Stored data
• • • • •

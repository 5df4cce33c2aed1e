//! Filter Runner Core Library
//!
//! Execution coordinator for an image-filter plugin: accepts preview and
//! full-apply requests, runs the external filter engine on the right
//! execution path, tracks the single active job, retires cancelled jobs
//! without blocking, and keeps preview and apply random seeds linked so a
//! committed result matches the preview the user saw.

pub mod coordinator;
pub mod event;
pub mod names;
pub mod persistence;
pub mod providers;
pub mod record;
pub mod request;
pub mod telemetry;
pub mod validate;

pub use coordinator::{
    CoordinatorError, CoordinatorHosts, CoordinatorResult, FilterCoordinator,
    WAITING_INDICATOR_DELAY,
};
pub use event::FilterEvent;
pub use persistence::{PersistenceError, PersistenceResult};
pub use providers::{
    BusyIndicator, ColorProfileApplier, ExtentProvider, NoBusyIndicator, NoColorProfile,
    OutputSink, PreviewCompositor, WorkingSetProvider,
};
pub use record::LastAppliedRecord;
pub use request::{
    FilterRequest, InputOutputState, PositionCorrection, RequestKind, VisibleRect,
};
pub use telemetry::PreviewDurations;
pub use validate::{check_channels, InvalidChannels};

• • • • •

- EXERCISE PROMPT
An exact copy of every record is needed, so retype them all.

- EXPECTED OUTPUT
repository 5df4cce33c2aed1e
//! Filter Runner Core Library
//!
//! Execution coordinator for an image-filter plugin: accepts preview and
//! full-apply requests, runs the external filter engine on the right
//! execution path, tracks the single active job, retires cancelled jobs
//! without blocking, and keeps preview and apply random seeds linked so a
//! committed result matches the preview the user saw.

pub mod coordinator;
pub mod event;
pub mod names;
pub mod persistence;
pub mod providers;
pub mod record;
pub mod request;
pub mod telemetry;
pub mod validate;

pub use coordinator::{
    CoordinatorError, CoordinatorHosts, CoordinatorResult, FilterCoordinator,
    WAITING_INDICATOR_DELAY,
};
pub use event::FilterEvent;
pub use persistence::{PersistenceError, PersistenceResult};
pub use providers::{
    BusyIndicator, ColorProfileApplier, ExtentProvider, NoBusyIndicator, NoColorProfile,
    OutputSink, PreviewCompositor, WorkingSetProvider,
};
pub use record::LastAppliedRecord;
pub use request::{
    FilterRequest, InputOutputState, PositionCorrection, RequestKind, VisibleRect,
};
pub use telemetry::PreviewDurations;
pub use validate::{check_channels, InvalidChannels};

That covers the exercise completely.